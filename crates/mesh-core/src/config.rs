use anyhow::{bail, Context};
use serde::{Deserialize, Serialize};
use std::path::Path;
use std::time::Duration;

#[derive(Debug, Clone, Default, Serialize, Deserialize)]
pub struct Config {
    #[serde(default)]
    pub node: NodeConfig,
    #[serde(default)]
    pub topology: TopologyConfig,
    #[serde(default)]
    pub rate: RateSettings,
    #[serde(default)]
    pub retry: RetryConfig,
    #[serde(default)]
    pub target: TargetConfig,
    #[serde(default)]
    pub scenario: ScenarioConfig,
}

impl Config {
    pub fn from_file(path: impl AsRef<Path>) -> anyhow::Result<Self> {
        let contents = std::fs::read_to_string(path)?;
        let config: Config = toml::from_str(&contents)?;
        Ok(config)
    }

    /// Reject values that would make the grid or the pacing meaningless.
    pub fn validate(&self) -> anyhow::Result<()> {
        if self.topology.namespaces == 0 {
            bail!("topology.namespaces must be at least 1");
        }
        if self.topology.deployments == 0 {
            bail!("topology.deployments must be at least 1");
        }
        if self.topology.replicas == 0 {
            bail!("topology.replicas must be at least 1");
        }
        if !(0.0..=100.0).contains(&self.topology.same_ns_ratio) {
            bail!(
                "topology.same_ns_ratio must be within [0, 100], got {}",
                self.topology.same_ns_ratio
            );
        }
        stats_interval(self.rate.stats_interval_secs)?;
        if self.rate.batch_size == 0 {
            bail!("rate.batch_size must be at least 1");
        }
        if self.rate.connections_per_interval == Some(0) {
            bail!("rate.connections_per_interval must be at least 1");
        }
        if self.retry.attempts == 0 {
            bail!("retry.attempts must be at least 1");
        }
        Ok(())
    }

    /// Resolve the rate section into the immutable pacing parameters.
    pub fn rate_config(&self) -> anyhow::Result<RateConfig> {
        self.validate()?;
        let connections_per_interval = match self.rate.connections_per_interval {
            Some(n) => n,
            None => match self.rate.total_connections {
                Some(total) => {
                    let instances = self
                        .topology
                        .instance_count()
                        .context("namespaces x deployments x replicas overflows")?;
                    per_instance_connections(total, instances)
                }
                None => DEFAULT_CONNECTIONS_PER_INTERVAL,
            },
        };
        Ok(RateConfig {
            stats_interval: stats_interval(self.rate.stats_interval_secs)?,
            connections_per_interval,
            batch_size: self.rate.batch_size,
        })
    }
}

const DEFAULT_CONNECTIONS_PER_INTERVAL: u64 = 100;

/// Convert the configured interval, rejecting anything that is not a
/// representable, non-zero `Duration`.
fn stats_interval(secs: f64) -> anyhow::Result<Duration> {
    match Duration::try_from_secs_f64(secs) {
        Ok(interval) if !interval.is_zero() => Ok(interval),
        _ => bail!("rate.stats_interval_secs must be a positive number of seconds, got {secs}"),
    }
}

/// Split a cluster-wide connection budget evenly across all instances,
/// never dropping an instance below one connection per interval.
pub fn per_instance_connections(total: u64, instances: u64) -> u64 {
    if instances == 0 {
        return total.max(1);
    }
    (total / instances).max(1)
}

#[derive(Debug, Clone, Serialize, Deserialize)]
pub struct NodeConfig {
    /// Assigned instance name; falls back to the HOSTNAME environment variable
    #[serde(default)]
    pub name: Option<String>,
    /// Address the inbound responder binds to
    #[serde(default = "default_bind")]
    pub bind: String,
}

impl Default for NodeConfig {
    fn default() -> Self {
        Self {
            name: None,
            bind: default_bind(),
        }
    }
}

fn default_bind() -> String {
    "0.0.0.0:8000".to_string()
}

#[derive(Debug, Clone, Serialize, Deserialize)]
pub struct TopologyConfig {
    /// Number of namespaces in the grid (gc-ns-1 .. gc-ns-N)
    #[serde(default = "default_namespaces")]
    pub namespaces: u32,
    /// Number of deployments per namespace
    #[serde(default = "default_deployments")]
    pub deployments: u32,
    /// Percentage of requests sent to the same namespace, next deployment
    #[serde(default = "default_same_ns_ratio")]
    pub same_ns_ratio: f64,
    /// Replicas per deployment, only used to split `rate.total_connections`
    #[serde(default = "default_replicas")]
    pub replicas: u32,
}

impl TopologyConfig {
    pub fn instance_count(&self) -> Option<u64> {
        (self.namespaces as u64)
            .checked_mul(self.deployments as u64)?
            .checked_mul(self.replicas as u64)
    }
}

impl Default for TopologyConfig {
    fn default() -> Self {
        Self {
            namespaces: default_namespaces(),
            deployments: default_deployments(),
            same_ns_ratio: default_same_ns_ratio(),
            replicas: default_replicas(),
        }
    }
}

fn default_namespaces() -> u32 {
    10
}

fn default_deployments() -> u32 {
    5
}

fn default_same_ns_ratio() -> f64 {
    50.0
}

fn default_replicas() -> u32 {
    1
}

#[derive(Debug, Clone, Serialize, Deserialize)]
pub struct RateSettings {
    /// Statistics logging interval in seconds
    #[serde(default = "default_stats_interval_secs")]
    pub stats_interval_secs: f64,
    /// Connections this instance sends per stats interval
    #[serde(default)]
    pub connections_per_interval: Option<u64>,
    /// Cluster-wide connections per stats interval, split across all instances
    #[serde(default)]
    pub total_connections: Option<u64>,
    /// Concurrent requests per batch
    #[serde(default = "default_batch_size")]
    pub batch_size: u32,
}

impl Default for RateSettings {
    fn default() -> Self {
        Self {
            stats_interval_secs: default_stats_interval_secs(),
            connections_per_interval: None,
            total_connections: None,
            batch_size: default_batch_size(),
        }
    }
}

fn default_stats_interval_secs() -> f64 {
    10.0
}

fn default_batch_size() -> u32 {
    5
}

/// Resolved, immutable pacing parameters.
#[derive(Debug, Clone, Copy, PartialEq)]
pub struct RateConfig {
    pub stats_interval: Duration,
    pub connections_per_interval: u64,
    pub batch_size: u32,
}

impl RateConfig {
    /// Wall-clock budget for a single request.
    pub fn target_cycle_time(&self) -> Duration {
        self.stats_interval
            .div_f64(self.connections_per_interval.max(1) as f64)
    }
}

#[derive(Debug, Clone, Serialize, Deserialize)]
pub struct RetryConfig {
    /// Attempts per request, including the first one
    #[serde(default = "default_attempts")]
    pub attempts: u32,
    /// Delay between attempts in milliseconds
    #[serde(default = "default_delay_ms")]
    pub delay_ms: u64,
}

impl Default for RetryConfig {
    fn default() -> Self {
        Self {
            attempts: default_attempts(),
            delay_ms: default_delay_ms(),
        }
    }
}

fn default_attempts() -> u32 {
    3
}

fn default_delay_ms() -> u64 {
    1000
}

#[derive(Debug, Clone, Serialize, Deserialize)]
pub struct TargetConfig {
    /// Port every simulated service listens on
    #[serde(default = "default_service_port")]
    pub service_port: u16,
    /// DNS suffix appended after the target namespace
    #[serde(default = "default_cluster_domain")]
    pub cluster_domain: String,
    /// Send every request to this host instead of the canonical service name
    #[serde(default)]
    pub host_override: Option<String>,
    /// Per-request client timeout in milliseconds
    #[serde(default)]
    pub timeout_ms: Option<u64>,
}

impl Default for TargetConfig {
    fn default() -> Self {
        Self {
            service_port: default_service_port(),
            cluster_domain: default_cluster_domain(),
            host_override: None,
            timeout_ms: None,
        }
    }
}

fn default_service_port() -> u16 {
    8000
}

fn default_cluster_domain() -> String {
    "svc.cluster.local".to_string()
}

#[derive(Debug, Clone, Default, Serialize, Deserialize)]
pub struct ScenarioConfig {
    /// Seed for the routing RNG; entropy-seeded when absent
    #[serde(default)]
    pub seed: Option<u64>,
}

#[cfg(test)]
mod tests {
    use super::*;

    #[test]
    fn test_config_serde() {
        let config_str = r#"
[node]
name = "gc-ns-2-rs-3-abcde"
bind = "127.0.0.1:9000"

[topology]
namespaces = 4
deployments = 3
same_ns_ratio = 30.0

[rate]
stats_interval_secs = 5.0
connections_per_interval = 50
batch_size = 10

[retry]
attempts = 2
delay_ms = 250

[target]
service_port = 9000
host_override = "127.0.0.1"

[scenario]
seed = 42
        "#;

        let config: Config = toml::from_str(config_str).unwrap();
        assert_eq!(config.node.name.as_deref(), Some("gc-ns-2-rs-3-abcde"));
        assert_eq!(config.topology.namespaces, 4);
        assert_eq!(config.topology.same_ns_ratio, 30.0);
        assert_eq!(config.rate.batch_size, 10);
        assert_eq!(config.retry.delay_ms, 250);
        assert_eq!(config.target.cluster_domain, "svc.cluster.local");
        assert_eq!(config.target.host_override.as_deref(), Some("127.0.0.1"));
        assert_eq!(config.scenario.seed, Some(42));

        let rate = config.rate_config().unwrap();
        assert_eq!(rate.connections_per_interval, 50);
        assert_eq!(rate.target_cycle_time(), Duration::from_millis(100));
    }

    #[test]
    fn test_empty_config_uses_defaults() {
        let config: Config = toml::from_str("").unwrap();
        assert_eq!(config.node.bind, "0.0.0.0:8000");
        assert_eq!(config.topology.namespaces, 10);
        assert_eq!(config.topology.deployments, 5);
        assert_eq!(config.retry.attempts, 3);
        assert_eq!(config.target.service_port, 8000);

        let rate = config.rate_config().unwrap();
        assert_eq!(rate.stats_interval, Duration::from_secs(10));
        assert_eq!(rate.connections_per_interval, 100);
        assert_eq!(rate.batch_size, 5);
    }

    #[test]
    fn test_total_connections_split_across_grid() {
        let config: Config = toml::from_str(
            r#"
[topology]
namespaces = 10
deployments = 5
replicas = 2

[rate]
total_connections = 1000
            "#,
        )
        .unwrap();

        assert_eq!(config.rate_config().unwrap().connections_per_interval, 10);
        assert_eq!(per_instance_connections(3, 100), 1);
    }

    #[test]
    fn test_example_configs_parse() {
        let local: Config = toml::from_str(include_str!("../../../config/example.local.toml")).unwrap();
        assert_eq!(local.target.host_override.as_deref(), Some("127.0.0.1"));
        assert!(local.validate().is_ok());

        let cluster: Config =
            toml::from_str(include_str!("../../../config/example.cluster.toml")).unwrap();
        assert!(cluster.node.name.is_none());
        assert_eq!(cluster.rate_config().unwrap().connections_per_interval, 100);
    }

    #[test]
    fn test_validate_rejects_bad_values() {
        let mut config = Config::default();
        config.topology.same_ns_ratio = 101.0;
        assert!(config.validate().is_err());

        let mut config = Config::default();
        config.rate.batch_size = 0;
        assert!(config.validate().is_err());

        let mut config = Config::default();
        config.rate.stats_interval_secs = 0.0;
        assert!(config.rate_config().is_err());

        // Rounds down to a zero-length interval
        let mut config = Config::default();
        config.rate.stats_interval_secs = 1e-10;
        assert!(config.validate().is_err());
        assert!(config.rate_config().is_err());

        // Too large for a Duration
        let mut config = Config::default();
        config.rate.stats_interval_secs = 1e30;
        assert!(config.validate().is_err());
        assert!(config.rate_config().is_err());

        for bad in [f64::NAN, f64::INFINITY, -1.0] {
            let mut config = Config::default();
            config.rate.stats_interval_secs = bad;
            assert!(config.validate().is_err(), "{bad} accepted");
        }

        let mut config = Config::default();
        config.rate.stats_interval_secs = 0.5;
        assert_eq!(
            config.rate_config().unwrap().stats_interval,
            Duration::from_millis(500)
        );

        let mut config = Config::default();
        config.topology.deployments = 0;
        assert!(config.validate().is_err());

        assert!(Config::default().validate().is_ok());
    }
}
//! Application state for a front end.
//!
//! Owns the API client, the session gate, the cart and the checkout flow,
//! and writes cart and checkout to durable storage after every change so a
//! short-lived process can pick up where the last one stopped.

use std::sync::Arc;

use rust_decimal::Decimal;
use storedesk_core::{ProductId, ShippingMethod};
use tracing::{debug, info};

use crate::api::ApiClient;
use crate::api::types::{Address, GatewayResponse, Product};
use crate::cart::Cart;
use crate::checkout::{CheckoutError, CheckoutFlow, CheckoutStep, CheckoutSummary, PendingPayment};
use crate::config::ClientConfig;
use crate::error::AppError;
use crate::notify::Notifier;
use crate::services::{
    AuthService, CategoryManager, DashboardService, EmployeeManager, OrderHistory, PaymentFlow,
    PaymentOutcome, ProductCatalog, ProductEditor, UserManager, WidgetParams,
};
use crate::session::SessionGate;
use crate::storage::{self, FileStore, KeyValueStore, keys};

pub struct App {
    config: ClientConfig,
    api: ApiClient,
    store: Arc<dyn KeyValueStore>,
    session: SessionGate,
    notifier: Notifier,
    cart: Cart,
    checkout: CheckoutFlow,
}

impl std::fmt::Debug for App {
    fn fmt(&self, f: &mut std::fmt::Formatter<'_>) -> std::fmt::Result {
        f.debug_struct("App")
            .field("api", &self.api)
            .field("session", &self.session)
            .field("cart", &self.cart)
            .field("checkout", &self.checkout)
            .finish_non_exhaustive()
    }
}

impl App {
    /// Open the application with file-backed storage in the configured
    /// state directory.
    ///
    /// # Errors
    ///
    /// Returns an error if the state directory cannot be opened or the HTTP
    /// client fails to build.
    pub async fn open(config: ClientConfig) -> Result<Self, AppError> {
        let store = FileStore::open(&config.state_dir)?;
        Self::with_store(config, Arc::new(store)).await
    }

    /// Open the application over an existing store.
    ///
    /// # Errors
    ///
    /// Returns an error if the HTTP client fails to build.
    pub async fn with_store(
        config: ClientConfig,
        store: Arc<dyn KeyValueStore>,
    ) -> Result<Self, AppError> {
        let api = ApiClient::new(&config)?;
        let session = SessionGate::load(Arc::clone(&store));
        api.set_token(session.token().cloned()).await;

        let cart = storage::get_json(store.as_ref(), keys::CART)
            .unwrap_or_else(|| Cart::new(config.currency));
        let checkout = storage::get_json(store.as_ref(), keys::CHECKOUT).unwrap_or_default();
        debug!(lines = cart.lines().len(), "Cart restored");

        Ok(Self {
            config,
            api,
            store,
            session,
            notifier: Notifier::new(),
            cart,
            checkout,
        })
    }

    // =========================================================================
    // Accessors
    // =========================================================================

    #[must_use]
    pub const fn config(&self) -> &ClientConfig {
        &self.config
    }

    #[must_use]
    pub const fn api(&self) -> &ApiClient {
        &self.api
    }

    #[must_use]
    pub const fn session(&self) -> &SessionGate {
        &self.session
    }

    #[must_use]
    pub const fn notifier(&self) -> &Notifier {
        &self.notifier
    }

    #[must_use]
    pub const fn cart(&self) -> &Cart {
        &self.cart
    }

    #[must_use]
    pub const fn checkout(&self) -> &CheckoutFlow {
        &self.checkout
    }

    // =========================================================================
    // Services
    // =========================================================================

    pub fn auth(&mut self) -> AuthService<'_> {
        AuthService::new(&self.api, &mut self.session)
    }

    #[must_use]
    pub fn product_catalog(&self) -> ProductCatalog {
        ProductCatalog::new(self.api.clone(), self.notifier.clone())
    }

    #[must_use]
    pub fn product_editor(&self) -> ProductEditor {
        ProductEditor::new(self.api.clone(), self.notifier.clone())
    }

    #[must_use]
    pub fn categories(&self) -> CategoryManager {
        CategoryManager::new(self.api.clone(), self.notifier.clone())
    }

    #[must_use]
    pub fn employees(&self) -> EmployeeManager {
        EmployeeManager::new(self.api.clone(), self.notifier.clone())
    }

    #[must_use]
    pub fn users(&self) -> UserManager {
        UserManager::new(self.api.clone(), self.notifier.clone())
    }

    #[must_use]
    pub fn orders(&self) -> OrderHistory {
        OrderHistory::new(self.api.clone(), self.notifier.clone())
    }

    #[must_use]
    pub fn payments(&self) -> PaymentFlow {
        PaymentFlow::new(
            self.api.clone(),
            self.notifier.clone(),
            self.config.payments.clone(),
            self.config.currency,
        )
    }

    #[must_use]
    pub const fn dashboard(&self) -> DashboardService<'_> {
        DashboardService::new(&self.api)
    }

    // =========================================================================
    // Cart
    // =========================================================================

    /// # Errors
    ///
    /// Returns an error if the cart cannot be saved.
    pub fn add_to_cart(&mut self, product: &Product) -> Result<(), AppError> {
        self.cart.add(product);
        self.checkout.cancel_payment();
        self.notifier.success(format!("{} added to cart", product.name));
        self.save_cart()
    }

    /// Remove a product's line. Returns whether it was in the cart.
    ///
    /// # Errors
    ///
    /// Returns an error if the cart cannot be saved.
    pub fn remove_from_cart(&mut self, product_id: &ProductId) -> Result<bool, AppError> {
        let removed = self.cart.remove(product_id);
        if removed {
            self.checkout.cancel_payment();
        }
        self.save_cart()?;
        Ok(removed)
    }

    // =========================================================================
    // Checkout
    // =========================================================================

    /// # Errors
    ///
    /// Returns an error if the cart is empty or the flow is not at the cart step.
    pub fn proceed_to_address(&mut self) -> Result<(), AppError> {
        self.checkout.proceed_to_address(&self.cart)?;
        self.save_cart()
    }

    /// # Errors
    ///
    /// Returns an error if a field is blank or the flow is not at the address step.
    pub fn submit_address(&mut self, address: &Address) -> Result<(), AppError> {
        self.checkout.submit_address(address)?;
        self.save_cart()
    }

    /// # Errors
    ///
    /// Returns an error if the flow is not at the shipping step.
    pub fn choose_shipping(&mut self, method: ShippingMethod) -> Result<(), AppError> {
        self.checkout.choose_shipping(method)?;
        self.save_cart()
    }

    /// # Errors
    ///
    /// Returns an error if the flow is not at the shipping step.
    pub fn proceed_to_payment(&mut self) -> Result<(), AppError> {
        self.checkout.proceed_to_payment()?;
        self.save_cart()
    }

    #[must_use]
    pub fn checkout_summary(&self) -> CheckoutSummary {
        self.checkout.summary(&self.cart)
    }

    /// Confirm the order without the payment gateway.
    ///
    /// # Errors
    ///
    /// Returns an error if no shipping address was entered; the flow stays at
    /// the payment step and the cart is kept.
    pub fn confirm_payment(&mut self) -> Result<CheckoutSummary, AppError> {
        let summary = self.checkout.confirm_payment(&mut self.cart)?;
        self.notifier.success("Payment successful!");
        self.save_cart()?;
        Ok(summary)
    }

    /// Open a gateway order for the checkout's final total and remember it in
    /// the checkout record.
    ///
    /// # Errors
    ///
    /// Returns an error if the flow is not at the payment step, the order
    /// cannot be created, or the checkout cannot be saved.
    pub async fn begin_checkout_payment(
        &mut self,
        payments: &mut PaymentFlow,
    ) -> Result<WidgetParams, AppError> {
        if self.checkout.step() != CheckoutStep::Payment {
            return Err(CheckoutError::WrongStep {
                expected: CheckoutStep::Payment,
                actual: self.checkout.step(),
            }
            .into());
        }
        let total: Decimal = self.checkout_summary().final_total.amount;
        let widget = payments.begin(Some(total), "Store order").await?;
        self.checkout.payment_started(PendingPayment {
            order_id: widget.order_id.clone(),
            amount: total,
        })?;
        self.save_cart()?;
        Ok(widget)
    }

    /// Finish a gateway checkout.
    ///
    /// The response must be for the gateway order opened by
    /// [`begin_checkout_payment`](Self::begin_checkout_payment); anything else
    /// is rejected before it reaches the backend. Cart and checkout are cleared
    /// only when the backend verified the payment.
    ///
    /// # Errors
    ///
    /// Returns an error if no checkout payment is pending, the response is for
    /// another order, or the cleared cart cannot be saved.
    pub async fn complete_checkout_payment(
        &mut self,
        payments: &mut PaymentFlow,
        response: &GatewayResponse,
    ) -> Result<PaymentOutcome, AppError> {
        let pending = self
            .checkout
            .pending_for(&response.razorpay_order_id)?
            .amount;
        payments.resume(pending);

        let outcome = payments.complete(response).await;
        if outcome.is_paid() {
            self.checkout
                .complete_paid(&mut self.cart, &response.razorpay_order_id)?;
            self.save_cart()?;
            info!(order_id = %response.razorpay_order_id, "Checkout paid");
        }
        Ok(outcome)
    }

    /// Close the checkout panel.
    ///
    /// # Errors
    ///
    /// Returns an error if the checkout cannot be saved.
    pub fn close_checkout(&mut self) -> Result<(), AppError> {
        self.checkout.close();
        self.save_cart()
    }

    fn save_cart(&self) -> Result<(), AppError> {
        storage::set_json(self.store.as_ref(), keys::CART, &self.cart)?;
        storage::set_json(self.store.as_ref(), keys::CHECKOUT, &self.checkout)?;
        Ok(())
    }
}

#[cfg(test)]
#[allow(clippy::unwrap_used)]
mod tests {
    use super::*;
    use crate::checkout::CheckoutDetails;
    use crate::storage::MemoryStore;

    fn product(id: &str, price: i64) -> Product {
        Product {
            id: ProductId::new(id),
            name: format!("Product {id}"),
            price: Decimal::from(price),
            description: String::new(),
            image: None,
            category: None,
            stockcount: vec![5],
        }
    }

    async fn app(store: &MemoryStore) -> App {
        let config = ClientConfig::new("http://127.0.0.1:9", std::env::temp_dir()).unwrap();
        App::with_store(config, Arc::new(store.clone())).await.unwrap()
    }

    #[tokio::test]
    async fn test_cart_and_checkout_survive_restart() {
        let store = MemoryStore::new();
        let mut first = app(&store).await;
        first.add_to_cart(&product("p1", 100)).unwrap();
        first.add_to_cart(&product("p1", 100)).unwrap();
        first.proceed_to_address().unwrap();

        let second = app(&store).await;
        assert_eq!(second.cart().total().amount, Decimal::from(200));
        assert_eq!(second.checkout().step(), CheckoutStep::Address);
    }

    #[tokio::test]
    async fn test_confirm_without_address_keeps_cart() {
        let store = MemoryStore::new();
        storage::set_json(
            &store,
            keys::CHECKOUT,
            &CheckoutFlow::resume(CheckoutStep::Payment, CheckoutDetails::default()),
        )
        .unwrap();
        let mut app = app(&store).await;
        app.add_to_cart(&product("p1", 10)).unwrap();

        let err = app.confirm_payment().unwrap_err();
        assert_eq!(err.notice_message(), "Please enter shipping address!");
        assert_eq!(app.checkout().step(), CheckoutStep::Payment);
        assert_eq!(app.cart().count(), 1);
    }

    #[tokio::test]
    async fn test_gateway_payment_requires_payment_step() {
        let store = MemoryStore::new();
        let mut app = app(&store).await;
        let mut payments = app.payments();
        let err = app.begin_checkout_payment(&mut payments).await.unwrap_err();
        assert!(matches!(err, AppError::Checkout(_)));
    }

    #[tokio::test]
    async fn test_unknown_gateway_order_never_clears_cart() {
        let store = MemoryStore::new();
        storage::set_json(
            &store,
            keys::CHECKOUT,
            &CheckoutFlow::resume(CheckoutStep::Payment, CheckoutDetails::default()),
        )
        .unwrap();
        let mut app = app(&store).await;
        app.add_to_cart(&product("p1", 100)).unwrap();

        let mut payments = app.payments();
        let response = GatewayResponse {
            razorpay_order_id: "order_fee".to_string(),
            razorpay_payment_id: "pay_x".to_string(),
            razorpay_signature: "sig".to_string(),
        };
        let err = app
            .complete_checkout_payment(&mut payments, &response)
            .await
            .unwrap_err();
        assert!(matches!(err, AppError::Checkout(CheckoutError::NoPendingPayment)));
        assert_eq!(app.cart().count(), 1);
        assert_eq!(app.checkout().step(), CheckoutStep::Payment);
    }

    #[tokio::test]
    async fn test_cart_change_drops_pending_order() {
        let store = MemoryStore::new();
        let mut flow = CheckoutFlow::resume(CheckoutStep::Payment, CheckoutDetails::default());
        flow.payment_started(PendingPayment {
            order_id: "order_1".to_string(),
            amount: Decimal::from(100),
        })
        .unwrap();
        storage::set_json(&store, keys::CHECKOUT, &flow).unwrap();

        let mut first = app(&store).await;
        assert!(first.checkout().pending_payment().is_some());
        first.add_to_cart(&product("p2", 5)).unwrap();
        assert!(first.checkout().pending_payment().is_none());

        let restored = app(&store).await;
        assert!(restored.checkout().pending_payment().is_none());
    }
}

....................

▶ WHAT THE TASK ASKS: Retype, exactly and in full, the listing from its first line to the one holding "if self.topology.deployments == 0", both included.

▶ ANSWER BOX:
filename crates/mesh-core/src/config.rs
use anyhow::{bail, Context};
use serde::{Deserialize, Serialize};
use std::path::Path;
use std::time::Duration;

#[derive(Debug, Clone, Default, Serialize, Deserialize)]
pub struct Config {
    #[serde(default)]
    pub node: NodeConfig,
    #[serde(default)]
    pub topology: TopologyConfig,
    #[serde(default)]
    pub rate: RateSettings,
    #[serde(default)]
    pub retry: RetryConfig,
    #[serde(default)]
    pub target: TargetConfig,
    #[serde(default)]
    pub scenario: ScenarioConfig,
}

impl Config {
    pub fn from_file(path: impl AsRef<Path>) -> anyhow::Result<Self> {
        let contents = std::fs::read_to_string(path)?;
        let config: Config = toml::from_str(&contents)?;
        Ok(config)
    }

    /// Reject values that would make the grid or the pacing meaningless.
    pub fn validate(&self) -> anyhow::Result<()> {
        if self.topology.namespaces == 0 {
            bail!("topology.namespaces must be at least 1");
        }
        if self.topology.deployments == 0 {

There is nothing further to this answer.